** How to complete this task **
Please reproduce the data below exactly, from the first line through the line containing "Connection lifecycle states", and leave every later line out.

Dataset records:
* * *
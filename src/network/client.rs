//! Client connection handling
//!
//! One client owns one Unix-socket connection to the agent. A dedicated
//! transport thread performs the connect, then reads chunks, reassembles
//! them into lines, and hands complete lines to a channel the caller
//! drains with `receive`. Transport errors raised on that thread are
//! queued and surfaced on the caller's next `send` or `receive`.
//!
//! All suspension points are event-driven: `await_ready` waits on a
//! condvar signalled by the transport thread, `receive` blocks on the
//! line channel, and `send` blocks in the kernel write path. Nothing
//! sleeps and rechecks.

use std::collections::VecDeque;
use std::io::{Read, Write};
use std::net::Shutdown;
use std::os::unix::net::UnixStream;
use std::path::{Path, PathBuf};
use std::sync::Arc;
use std::thread;

use crossbeam::channel::{self, Receiver, Sender};
use parking_lot::{Condvar, Mutex};

use crate::config::Config;
use crate::error::{AssuanError, Result};
use crate::protocol::{LineReassembler, LINE_TERMINATOR};

/// Connection lifecycle states
#[derive(Debug, Clone, Copy, PartialEq, Eq)]
pub enum ConnectionState {
    /// No connection attempt yet
    Disconnected,

    /// Transport thread is establishing the connection
    Connecting,

    /// Connection established, exchanges may proceed
    Connected,

    /// Closed locally; every further operation fails
    Closed,
}

/// Client for one agent connection
///
/// The protocol is strictly half-duplex: callers must consume every
/// response line belonging to one exchange before sending the next
/// command. That sequencing is the caller's responsibility; the client
/// only orders lines within the connection.
///
/// No operation takes a timeout. A caller that needs one races the
/// blocked call against an external timer and invokes `close`, which
/// unblocks any pending `receive` with a closed error.
pub struct AssuanClient {
    shared: Arc<Shared>,

    /// Consumer side of the line channel fed by the transport thread
    lines_rx: Receiver<Vec<u8>>,
}

/// State shared with the transport thread
struct Shared {
    config: Config,

    /// Connection state flag, waited on via the condvar
    state: Mutex<ConnectionState>,
    state_changed: Condvar,

    /// Write half of the socket once connected
    writer: Mutex<Option<UnixStream>>,

    /// Producer side of the line channel; handed to the transport thread
    /// by `connect` so channel disconnect tracks thread exit
    lines_tx: Mutex<Option<Sender<Vec<u8>>>>,

    /// Transport errors awaiting observation by the next send/receive
    pending_errors: Mutex<VecDeque<AssuanError>>,
}

impl AssuanClient {
    /// Create a disconnected client
    pub fn new(config: Config) -> Self {
        let (lines_tx, lines_rx) = channel::unbounded();

        Self {
            shared: Arc::new(Shared {
                config,
                state: Mutex::new(ConnectionState::Disconnected),
                state_changed: Condvar::new(),
                writer: Mutex::new(None),
                lines_tx: Mutex::new(Some(lines_tx)),
                pending_errors: Mutex::new(VecDeque::new()),
            }),
            lines_rx,
        }
    }

    /// Connect with default config and wait until ready (convenience)
    pub fn open(path: impl AsRef<Path>) -> Result<Self> {
        let client = Self::new(Config::default());
        client.connect(path)?;
        client.await_ready()?;
        Ok(client)
    }

    /// Start connecting to the agent socket at `path`
    ///
    /// Returns once the transport thread is launched; the connection is
    /// established asynchronously. Use `await_ready` to wait for it. A
    /// client connects at most once, even if the attempt fails; there is
    /// no reconnect.
    pub fn connect(&self, path: impl AsRef<Path>) -> Result<()> {
        let path = path.as_ref().to_path_buf();

        // The producer is only present before the first attempt.
        let lines_tx = match self.shared.lines_tx.lock().as_ref() {
            Some(tx) => tx.clone(),
            None => return Err(AssuanError::AlreadyConnected),
        };

        {
            let mut state = self.shared.state.lock();
            match *state {
                ConnectionState::Disconnected => *state = ConnectionState::Connecting,
                ConnectionState::Closed => return Err(AssuanError::Closed),
                _ => return Err(AssuanError::AlreadyConnected),
            }
        }

        let shared = Arc::clone(&self.shared);
        let spawned = thread::Builder::new()
            .name("assuan-transport".to_string())
            .spawn(move || transport_main(shared, path, lines_tx));

        if let Err(e) = spawned {
            // Roll back so the failure is visible immediately rather
            // than as a connection that never becomes ready.
            *self.shared.state.lock() = ConnectionState::Disconnected;
            self.shared.state_changed.notify_all();
            return Err(AssuanError::Io(e));
        }

        // Hand-off complete: drop the stored producer so channel
        // disconnect tracks the transport thread's lifetime.
        self.shared.lines_tx.lock().take();

        Ok(())
    }

    /// Wait until the connection is established
    ///
    /// Suspends on the state condvar; the transport thread wakes it when
    /// the connect completes or fails. A failed connect returns the
    /// queued transport error.
    pub fn await_ready(&self) -> Result<()> {
        let mut state = self.shared.state.lock();
        while *state == ConnectionState::Connecting {
            self.shared.state_changed.wait(&mut state);
        }
        let outcome = *state;
        drop(state);

        match outcome {
            ConnectionState::Connected => Ok(()),
            ConnectionState::Closed => Err(AssuanError::Closed),
            _ => match self.take_pending_error() {
                Some(err) => Err(err),
                None => Err(AssuanError::NotConnected),
            },
        }
    }

    /// Send one encoded request line
    ///
    /// Any pending transport error is surfaced first. The line must not
    /// contain the terminator; it is appended here. The call blocks
    /// until the kernel accepts the write, so socket backpressure is
    /// respected rather than buffered away.
    pub fn send(&self, line: &[u8]) -> Result<()> {
        if let Some(err) = self.take_pending_error() {
            return Err(err);
        }
        self.check_connected()?;

        let mut framed = Vec::with_capacity(line.len() + 1);
        framed.extend_from_slice(line);
        framed.push(LINE_TERMINATOR);

        let mut writer = self.shared.writer.lock();
        let stream = writer.as_mut().ok_or(AssuanError::NotConnected)?;
        stream.write_all(&framed)?;
        stream.flush()?;

        tracing::trace!("Sent line ({} bytes)", line.len());
        Ok(())
    }

    /// Receive the oldest complete line from the peer
    ///
    /// Any pending transport error is surfaced first. Blocks until the
    /// transport thread delivers a line; there is no timeout, so an
    /// unresponsive peer suspends the caller until `close` is invoked
    /// from another thread.
    pub fn receive(&self) -> Result<Vec<u8>> {
        if let Some(err) = self.take_pending_error() {
            return Err(err);
        }
        self.check_connected()?;

        match self.lines_rx.recv() {
            Ok(line) => Ok(line),
            Err(_) => {
                // Transport thread is gone; report why.
                if let Some(err) = self.take_pending_error() {
                    return Err(err);
                }
                match self.state() {
                    ConnectionState::Closed => Err(AssuanError::Closed),
                    _ => Err(AssuanError::NotConnected),
                }
            }
        }
    }

    /// Close the connection
    ///
    /// Idempotent. Shuts the socket down, which wakes the transport
    /// thread and thereby unblocks any caller suspended in `receive`.
    /// Every subsequent operation fails with a closed error.
    pub fn close(&self) -> Result<()> {
        {
            let mut state = self.shared.state.lock();
            if *state == ConnectionState::Closed {
                return Ok(());
            }
            *state = ConnectionState::Closed;
            self.shared.state_changed.notify_all();
        }

        if let Some(stream) = self.shared.writer.lock().take() {
            // Both halves share the socket; shutdown interrupts the
            // transport thread's blocking read.
            let _ = stream.shutdown(Shutdown::Both);
        }

        // If connect was never called the producer is still parked
        // here; dropping it keeps receive from blocking forever.
        self.shared.lines_tx.lock().take();

        tracing::debug!("Client closed");
        Ok(())
    }

    /// Current connection state
    pub fn state(&self) -> ConnectionState {
        *self.shared.state.lock()
    }

    /// Pop the oldest unobserved transport error, if any
    fn take_pending_error(&self) -> Option<AssuanError> {
        self.shared.pending_errors.lock().pop_front()
    }

    fn check_connected(&self) -> Result<()> {
        match self.state() {
            ConnectionState::Connected => Ok(()),
            ConnectionState::Closed => Err(AssuanError::Closed),
            _ => Err(AssuanError::NotConnected),
        }
    }
}

impl Drop for AssuanClient {
    fn drop(&mut self) {
        let _ = self.close();
    }
}

// =============================================================================
// Transport Thread
// =============================================================================

/// Entry point of the transport thread
///
/// Establishes the connection, publishes the write half, flips the state
/// to Connected, then runs the read loop until the connection dies.
fn transport_main(shared: Arc<Shared>, path: PathBuf, lines_tx: Sender<Vec<u8>>) {
    let stream = match UnixStream::connect(&path) {
        Ok(stream) => stream,
        Err(e) => {
            shared.push_error(AssuanError::Transport(format!(
                "connect to {} failed: {}",
                path.display(),
                e
            )));
            shared.set_state(ConnectionState::Disconnected);
            return;
        }
    };

    // Separate read handle; the write half lives behind the client's lock.
    let read_stream = match stream.try_clone() {
        Ok(clone) => clone,
        Err(e) => {
            shared.push_error(AssuanError::Transport(format!(
                "failed to clone stream: {}",
                e
            )));
            shared.set_state(ConnectionState::Disconnected);
            return;
        }
    };

    {
        let mut state = shared.state.lock();
        if *state == ConnectionState::Closed {
            // close() won the race while we were connecting.
            return;
        }
        *shared.writer.lock() = Some(stream);
        *state = ConnectionState::Connected;
        shared.state_changed.notify_all();
    }

    tracing::debug!("Connected to agent at {}", path.display());
    read_loop(&shared, read_stream, lines_tx);
    tracing::debug!("Transport thread exiting");
}

/// Read chunks, reassemble lines, feed the line channel
///
/// Exits on EOF, read error, or framing error; the channel sender drops
/// with it, which wakes any receiver blocked on the channel.
fn read_loop(shared: &Shared, mut stream: UnixStream, lines_tx: Sender<Vec<u8>>) {
    let mut reassembler = LineReassembler::with_limit(shared.config.max_line_len);
    let mut chunk = vec![0u8; shared.config.read_buffer_size];

    loop {
        match stream.read(&mut chunk) {
            Ok(0) => {
                // After a local close this EOF is the expected wakeup,
                // not a peer failure.
                if shared.current_state() != ConnectionState::Closed {
                    shared.push_error(AssuanError::Transport(
                        "connection closed by peer".to_string(),
                    ));
                }
                return;
            }
            Ok(n) => match reassembler.feed(&chunk[..n]) {
                Ok(lines) => {
                    for line in lines {
                        tracing::trace!("Received line ({} bytes)", line.len());
                        if lines_tx.send(line).is_err() {
                            // Client side dropped; nobody is listening.
                            return;
                        }
                    }
                }
                Err(e) => {
                    shared.push_error(e);
                    return;
                }
            },
            Err(ref e) if e.kind() == std::io::ErrorKind::Interrupted => continue,
            Err(e) => {
                if shared.current_state() != ConnectionState::Closed {
                    shared.push_error(AssuanError::Transport(e.to_string()));
                }
                return;
            }
        }
    }
}

impl Shared {
    fn current_state(&self) -> ConnectionState {
        *self.state.lock()
    }

    fn set_state(&self, new_state: ConnectionState) {
        let mut state = self.state.lock();
        // Closed is terminal; never regress out of it.
        if *state != ConnectionState::Closed {
            *state = new_state;
        }
        self.state_changed.notify_all();
    }

    fn push_error(&self, err: AssuanError) {
        tracing::warn!("Transport error queued: {}", err);
        self.pending_errors.lock().push_back(err);
    }
}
* * *
** Written response **
filename src/network/client.rs
//! Client connection handling
//!
//! One client owns one Unix-socket connection to the agent. A dedicated
//! transport thread performs the connect, then reads chunks, reassembles
//! them into lines, and hands complete lines to a channel the caller
//! drains with `receive`. Transport errors raised on that thread are
//! queued and surfaced on the caller's next `send` or `receive`.
//!
//! All suspension points are event-driven: `await_ready` waits on a
//! condvar signalled by the transport thread, `receive` blocks on the
//! line channel, and `send` blocks in the kernel write path. Nothing
//! sleeps and rechecks.

use std::collections::VecDeque;
use std::io::{Read, Write};
use std::net::Shutdown;
use std::os::unix::net::UnixStream;
use std::path::{Path, PathBuf};
use std::sync::Arc;
use std::thread;

use crossbeam::channel::{self, Receiver, Sender};
use parking_lot::{Condvar, Mutex};

use crate::config::Config;
use crate::error::{AssuanError, Result};
use crate::protocol::{LineReassembler, LINE_TERMINATOR};

/// Connection lifecycle states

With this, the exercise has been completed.